Scan the listing below and copy every line holding "format".
== Segment start ==
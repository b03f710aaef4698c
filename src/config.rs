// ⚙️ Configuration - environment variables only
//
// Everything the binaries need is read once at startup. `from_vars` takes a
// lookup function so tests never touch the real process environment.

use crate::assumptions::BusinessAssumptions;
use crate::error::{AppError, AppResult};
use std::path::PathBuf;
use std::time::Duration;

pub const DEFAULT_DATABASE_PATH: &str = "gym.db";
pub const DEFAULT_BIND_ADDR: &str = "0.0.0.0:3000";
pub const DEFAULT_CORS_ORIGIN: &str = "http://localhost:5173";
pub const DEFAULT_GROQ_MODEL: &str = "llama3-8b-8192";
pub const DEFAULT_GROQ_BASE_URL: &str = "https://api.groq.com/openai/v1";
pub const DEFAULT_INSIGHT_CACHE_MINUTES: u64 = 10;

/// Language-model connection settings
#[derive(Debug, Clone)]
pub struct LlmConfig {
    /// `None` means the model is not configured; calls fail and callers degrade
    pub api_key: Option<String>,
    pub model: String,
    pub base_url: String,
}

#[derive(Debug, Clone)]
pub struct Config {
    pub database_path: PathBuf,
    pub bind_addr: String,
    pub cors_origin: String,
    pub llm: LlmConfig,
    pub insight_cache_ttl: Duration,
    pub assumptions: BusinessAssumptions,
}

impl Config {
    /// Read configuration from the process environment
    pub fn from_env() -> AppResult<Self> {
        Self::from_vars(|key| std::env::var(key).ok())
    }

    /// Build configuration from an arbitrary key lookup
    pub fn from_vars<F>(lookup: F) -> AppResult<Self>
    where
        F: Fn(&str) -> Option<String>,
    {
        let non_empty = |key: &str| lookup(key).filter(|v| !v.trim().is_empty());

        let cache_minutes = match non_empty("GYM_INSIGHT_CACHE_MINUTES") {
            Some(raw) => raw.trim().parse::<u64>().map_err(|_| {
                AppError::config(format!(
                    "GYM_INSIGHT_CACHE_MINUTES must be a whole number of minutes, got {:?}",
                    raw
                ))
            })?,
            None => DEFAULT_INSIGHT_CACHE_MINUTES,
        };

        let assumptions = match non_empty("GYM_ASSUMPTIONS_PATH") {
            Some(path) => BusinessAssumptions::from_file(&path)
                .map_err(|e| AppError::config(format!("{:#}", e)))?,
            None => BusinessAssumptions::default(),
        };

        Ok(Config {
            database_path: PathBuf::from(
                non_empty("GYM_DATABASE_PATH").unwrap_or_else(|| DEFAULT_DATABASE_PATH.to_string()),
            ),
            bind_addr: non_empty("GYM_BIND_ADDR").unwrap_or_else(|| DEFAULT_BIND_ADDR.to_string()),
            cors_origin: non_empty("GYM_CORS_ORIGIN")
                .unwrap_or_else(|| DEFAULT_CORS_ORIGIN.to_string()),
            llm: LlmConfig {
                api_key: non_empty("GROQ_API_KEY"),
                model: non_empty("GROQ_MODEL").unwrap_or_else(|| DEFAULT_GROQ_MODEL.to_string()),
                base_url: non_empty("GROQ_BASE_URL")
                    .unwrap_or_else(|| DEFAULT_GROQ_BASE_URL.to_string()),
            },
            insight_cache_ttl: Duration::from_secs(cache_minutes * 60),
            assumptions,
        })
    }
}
== Segment end ==
== Segment start ==
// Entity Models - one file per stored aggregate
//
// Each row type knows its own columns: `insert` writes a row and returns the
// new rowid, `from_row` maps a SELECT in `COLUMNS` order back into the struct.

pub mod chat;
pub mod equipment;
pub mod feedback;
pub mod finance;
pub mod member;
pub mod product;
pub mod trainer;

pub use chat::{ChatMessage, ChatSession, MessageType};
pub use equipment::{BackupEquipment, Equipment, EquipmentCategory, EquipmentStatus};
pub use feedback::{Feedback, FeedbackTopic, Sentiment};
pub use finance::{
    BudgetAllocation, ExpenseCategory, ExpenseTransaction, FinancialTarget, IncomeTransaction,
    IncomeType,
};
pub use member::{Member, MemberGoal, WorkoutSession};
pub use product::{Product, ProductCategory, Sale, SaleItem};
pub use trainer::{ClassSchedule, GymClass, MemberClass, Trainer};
== Segment end ==
== Segment start ==
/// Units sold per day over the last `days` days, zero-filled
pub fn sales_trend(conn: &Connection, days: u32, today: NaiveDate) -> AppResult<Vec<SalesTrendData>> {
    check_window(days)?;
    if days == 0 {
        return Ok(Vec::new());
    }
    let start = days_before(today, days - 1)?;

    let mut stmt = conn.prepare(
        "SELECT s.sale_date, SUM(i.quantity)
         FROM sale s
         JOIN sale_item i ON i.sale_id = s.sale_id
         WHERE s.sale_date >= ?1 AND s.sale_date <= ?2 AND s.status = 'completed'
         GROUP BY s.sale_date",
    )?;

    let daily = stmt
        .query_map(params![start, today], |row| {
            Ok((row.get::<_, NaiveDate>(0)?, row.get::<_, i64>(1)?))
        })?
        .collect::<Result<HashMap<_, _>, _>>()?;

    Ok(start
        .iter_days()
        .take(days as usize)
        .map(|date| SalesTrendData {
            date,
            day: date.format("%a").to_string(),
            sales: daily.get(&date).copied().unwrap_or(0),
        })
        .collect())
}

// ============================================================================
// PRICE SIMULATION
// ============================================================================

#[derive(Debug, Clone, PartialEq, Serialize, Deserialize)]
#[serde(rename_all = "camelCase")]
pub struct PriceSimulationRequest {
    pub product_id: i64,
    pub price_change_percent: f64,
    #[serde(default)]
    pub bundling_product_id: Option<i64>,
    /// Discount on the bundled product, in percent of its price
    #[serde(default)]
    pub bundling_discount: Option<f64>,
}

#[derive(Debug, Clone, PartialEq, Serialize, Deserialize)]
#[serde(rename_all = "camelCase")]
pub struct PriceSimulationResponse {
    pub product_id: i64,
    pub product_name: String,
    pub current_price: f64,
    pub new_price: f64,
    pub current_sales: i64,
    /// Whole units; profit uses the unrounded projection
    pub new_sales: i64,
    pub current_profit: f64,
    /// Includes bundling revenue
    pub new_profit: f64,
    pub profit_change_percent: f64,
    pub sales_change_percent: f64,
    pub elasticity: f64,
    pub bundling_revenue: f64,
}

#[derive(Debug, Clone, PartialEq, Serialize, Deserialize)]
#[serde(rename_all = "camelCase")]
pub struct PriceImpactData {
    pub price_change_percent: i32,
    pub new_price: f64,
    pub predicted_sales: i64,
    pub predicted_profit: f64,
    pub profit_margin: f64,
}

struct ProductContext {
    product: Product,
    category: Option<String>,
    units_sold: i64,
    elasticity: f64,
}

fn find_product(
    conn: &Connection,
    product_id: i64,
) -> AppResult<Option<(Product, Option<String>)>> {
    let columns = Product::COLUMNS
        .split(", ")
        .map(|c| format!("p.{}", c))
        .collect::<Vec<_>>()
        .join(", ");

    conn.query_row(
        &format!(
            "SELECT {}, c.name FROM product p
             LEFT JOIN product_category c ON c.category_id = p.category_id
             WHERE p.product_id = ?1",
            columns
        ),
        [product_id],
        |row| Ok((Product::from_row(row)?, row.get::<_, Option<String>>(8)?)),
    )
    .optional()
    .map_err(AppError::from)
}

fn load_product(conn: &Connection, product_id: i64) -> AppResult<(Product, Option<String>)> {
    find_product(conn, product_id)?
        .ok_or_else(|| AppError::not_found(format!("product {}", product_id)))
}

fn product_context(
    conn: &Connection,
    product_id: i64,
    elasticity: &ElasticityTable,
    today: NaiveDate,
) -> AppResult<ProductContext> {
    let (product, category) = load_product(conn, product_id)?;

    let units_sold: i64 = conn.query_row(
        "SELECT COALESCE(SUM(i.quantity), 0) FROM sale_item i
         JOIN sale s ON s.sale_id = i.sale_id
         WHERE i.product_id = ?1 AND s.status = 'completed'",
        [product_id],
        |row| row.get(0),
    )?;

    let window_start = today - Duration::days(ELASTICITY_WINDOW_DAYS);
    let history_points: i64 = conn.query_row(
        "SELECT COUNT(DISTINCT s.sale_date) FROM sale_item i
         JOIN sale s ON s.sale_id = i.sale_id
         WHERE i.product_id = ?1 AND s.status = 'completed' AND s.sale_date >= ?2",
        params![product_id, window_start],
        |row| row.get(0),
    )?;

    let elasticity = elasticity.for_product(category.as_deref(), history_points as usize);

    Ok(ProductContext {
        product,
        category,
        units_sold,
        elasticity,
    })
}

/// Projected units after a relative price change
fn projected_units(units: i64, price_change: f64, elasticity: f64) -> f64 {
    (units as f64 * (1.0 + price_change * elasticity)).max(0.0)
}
== Segment end ==
• Expected output:
                AppError::config(format!(
                .map_err(|e| AppError::config(format!("{:#}", e)))?,
            day: date.format("%a").to_string(),
        .map(|c| format!("p.{}", c))
        &format!(
        .ok_or_else(|| AppError::not_found(format!("product {}", product_id)))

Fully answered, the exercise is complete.